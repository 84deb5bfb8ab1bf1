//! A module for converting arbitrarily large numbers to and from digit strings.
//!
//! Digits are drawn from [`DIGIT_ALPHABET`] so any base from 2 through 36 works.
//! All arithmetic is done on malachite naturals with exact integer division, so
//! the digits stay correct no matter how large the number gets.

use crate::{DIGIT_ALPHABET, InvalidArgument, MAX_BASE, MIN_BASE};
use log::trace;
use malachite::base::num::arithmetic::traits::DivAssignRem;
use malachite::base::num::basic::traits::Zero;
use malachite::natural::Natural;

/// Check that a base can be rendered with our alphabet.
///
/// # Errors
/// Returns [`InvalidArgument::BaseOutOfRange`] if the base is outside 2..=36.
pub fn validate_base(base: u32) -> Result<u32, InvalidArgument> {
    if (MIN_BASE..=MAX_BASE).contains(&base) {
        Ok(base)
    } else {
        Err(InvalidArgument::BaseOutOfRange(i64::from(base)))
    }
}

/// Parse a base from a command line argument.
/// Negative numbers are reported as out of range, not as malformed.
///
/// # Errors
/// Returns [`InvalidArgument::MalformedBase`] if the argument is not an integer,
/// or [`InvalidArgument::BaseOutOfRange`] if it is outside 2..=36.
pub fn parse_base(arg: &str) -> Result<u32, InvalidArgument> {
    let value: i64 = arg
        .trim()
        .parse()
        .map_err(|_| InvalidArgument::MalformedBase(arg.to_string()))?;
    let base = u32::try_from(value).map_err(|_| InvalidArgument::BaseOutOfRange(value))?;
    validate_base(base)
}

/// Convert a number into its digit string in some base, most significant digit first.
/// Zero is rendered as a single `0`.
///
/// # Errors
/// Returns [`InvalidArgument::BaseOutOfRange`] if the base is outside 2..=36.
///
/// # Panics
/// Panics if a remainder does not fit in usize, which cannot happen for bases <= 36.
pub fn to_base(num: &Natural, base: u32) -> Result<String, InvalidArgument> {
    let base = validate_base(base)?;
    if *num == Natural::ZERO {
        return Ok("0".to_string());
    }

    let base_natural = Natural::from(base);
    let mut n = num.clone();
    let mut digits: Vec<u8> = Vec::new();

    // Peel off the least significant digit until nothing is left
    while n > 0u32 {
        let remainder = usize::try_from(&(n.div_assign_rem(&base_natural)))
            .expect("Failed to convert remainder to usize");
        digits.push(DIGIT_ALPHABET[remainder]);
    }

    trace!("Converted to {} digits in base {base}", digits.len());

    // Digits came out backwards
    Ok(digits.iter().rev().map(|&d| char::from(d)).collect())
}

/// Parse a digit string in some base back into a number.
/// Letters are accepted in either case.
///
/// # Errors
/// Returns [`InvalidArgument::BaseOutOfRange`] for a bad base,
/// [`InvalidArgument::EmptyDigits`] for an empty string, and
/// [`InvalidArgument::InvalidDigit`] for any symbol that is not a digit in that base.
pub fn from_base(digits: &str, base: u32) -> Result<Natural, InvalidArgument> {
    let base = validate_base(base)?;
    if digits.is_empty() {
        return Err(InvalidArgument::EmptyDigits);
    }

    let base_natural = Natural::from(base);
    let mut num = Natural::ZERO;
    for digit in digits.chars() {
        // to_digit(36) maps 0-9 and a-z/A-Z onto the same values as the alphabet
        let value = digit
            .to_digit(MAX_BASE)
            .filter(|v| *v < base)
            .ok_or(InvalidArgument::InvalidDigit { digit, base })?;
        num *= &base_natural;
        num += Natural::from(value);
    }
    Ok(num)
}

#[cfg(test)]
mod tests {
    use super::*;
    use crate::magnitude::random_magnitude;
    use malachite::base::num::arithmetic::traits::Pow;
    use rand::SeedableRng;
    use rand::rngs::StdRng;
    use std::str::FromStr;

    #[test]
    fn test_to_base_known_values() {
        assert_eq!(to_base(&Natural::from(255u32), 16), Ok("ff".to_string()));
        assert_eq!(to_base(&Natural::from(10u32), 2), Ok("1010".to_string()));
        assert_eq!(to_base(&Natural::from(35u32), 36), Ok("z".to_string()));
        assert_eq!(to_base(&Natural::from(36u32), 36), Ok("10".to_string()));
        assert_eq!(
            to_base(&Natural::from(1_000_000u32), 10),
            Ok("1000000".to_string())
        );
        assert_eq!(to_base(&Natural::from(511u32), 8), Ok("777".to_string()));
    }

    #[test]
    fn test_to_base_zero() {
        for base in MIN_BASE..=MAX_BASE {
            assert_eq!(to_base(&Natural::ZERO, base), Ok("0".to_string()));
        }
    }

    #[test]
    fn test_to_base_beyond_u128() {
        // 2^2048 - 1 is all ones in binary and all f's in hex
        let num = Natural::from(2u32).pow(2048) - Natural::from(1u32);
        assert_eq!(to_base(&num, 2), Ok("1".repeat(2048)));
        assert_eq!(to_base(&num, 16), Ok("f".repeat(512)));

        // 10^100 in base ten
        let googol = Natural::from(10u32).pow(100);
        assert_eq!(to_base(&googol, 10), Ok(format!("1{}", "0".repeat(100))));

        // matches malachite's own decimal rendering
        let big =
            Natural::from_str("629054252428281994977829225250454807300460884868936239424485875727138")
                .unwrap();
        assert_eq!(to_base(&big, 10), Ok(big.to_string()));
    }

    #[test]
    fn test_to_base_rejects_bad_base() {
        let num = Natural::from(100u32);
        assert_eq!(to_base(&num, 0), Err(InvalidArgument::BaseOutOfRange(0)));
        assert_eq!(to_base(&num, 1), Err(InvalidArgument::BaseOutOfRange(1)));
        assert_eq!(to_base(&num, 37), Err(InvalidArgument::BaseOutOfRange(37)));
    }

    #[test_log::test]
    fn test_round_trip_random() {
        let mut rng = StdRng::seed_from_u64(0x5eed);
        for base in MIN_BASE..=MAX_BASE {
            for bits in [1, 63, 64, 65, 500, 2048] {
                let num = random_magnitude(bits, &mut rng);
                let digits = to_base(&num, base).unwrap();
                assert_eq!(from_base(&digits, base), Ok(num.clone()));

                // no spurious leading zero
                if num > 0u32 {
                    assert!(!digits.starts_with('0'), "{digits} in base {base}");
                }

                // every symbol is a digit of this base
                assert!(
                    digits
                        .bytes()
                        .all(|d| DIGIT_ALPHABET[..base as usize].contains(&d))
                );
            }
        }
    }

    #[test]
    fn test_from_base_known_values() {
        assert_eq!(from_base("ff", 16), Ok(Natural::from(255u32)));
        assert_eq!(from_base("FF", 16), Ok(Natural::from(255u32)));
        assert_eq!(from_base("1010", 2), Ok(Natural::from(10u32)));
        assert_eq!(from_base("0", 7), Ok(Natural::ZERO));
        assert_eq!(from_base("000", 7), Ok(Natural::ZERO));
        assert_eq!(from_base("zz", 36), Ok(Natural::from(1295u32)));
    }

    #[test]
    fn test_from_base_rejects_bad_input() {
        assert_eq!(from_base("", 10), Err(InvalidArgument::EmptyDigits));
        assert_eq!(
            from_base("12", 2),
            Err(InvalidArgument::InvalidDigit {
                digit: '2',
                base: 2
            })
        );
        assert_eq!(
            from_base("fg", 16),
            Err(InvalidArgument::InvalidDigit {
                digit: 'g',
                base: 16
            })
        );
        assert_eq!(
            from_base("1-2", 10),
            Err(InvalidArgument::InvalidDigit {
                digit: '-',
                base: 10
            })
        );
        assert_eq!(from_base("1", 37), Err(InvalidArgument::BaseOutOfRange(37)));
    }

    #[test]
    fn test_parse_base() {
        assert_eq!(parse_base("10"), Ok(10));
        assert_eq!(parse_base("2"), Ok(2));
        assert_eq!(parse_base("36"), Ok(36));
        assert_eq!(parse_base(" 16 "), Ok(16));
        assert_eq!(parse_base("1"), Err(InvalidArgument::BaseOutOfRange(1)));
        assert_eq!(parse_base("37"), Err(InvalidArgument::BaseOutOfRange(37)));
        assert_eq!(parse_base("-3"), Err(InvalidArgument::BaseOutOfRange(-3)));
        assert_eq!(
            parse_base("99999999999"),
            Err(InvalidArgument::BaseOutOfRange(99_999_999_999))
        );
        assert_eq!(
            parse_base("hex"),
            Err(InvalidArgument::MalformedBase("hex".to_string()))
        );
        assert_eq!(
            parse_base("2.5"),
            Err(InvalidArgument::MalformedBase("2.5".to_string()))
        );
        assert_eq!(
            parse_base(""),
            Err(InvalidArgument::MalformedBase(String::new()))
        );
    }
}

------------------------------------------------------------------------

* **THE PROBLEM**: Every line in the data above that contains the word "numbers" should be copied.

* **WRITTEN RESPONSE**:
//! A module for converting arbitrarily large numbers to and from digit strings.
/// Negative numbers are reported as out of range, not as malformed.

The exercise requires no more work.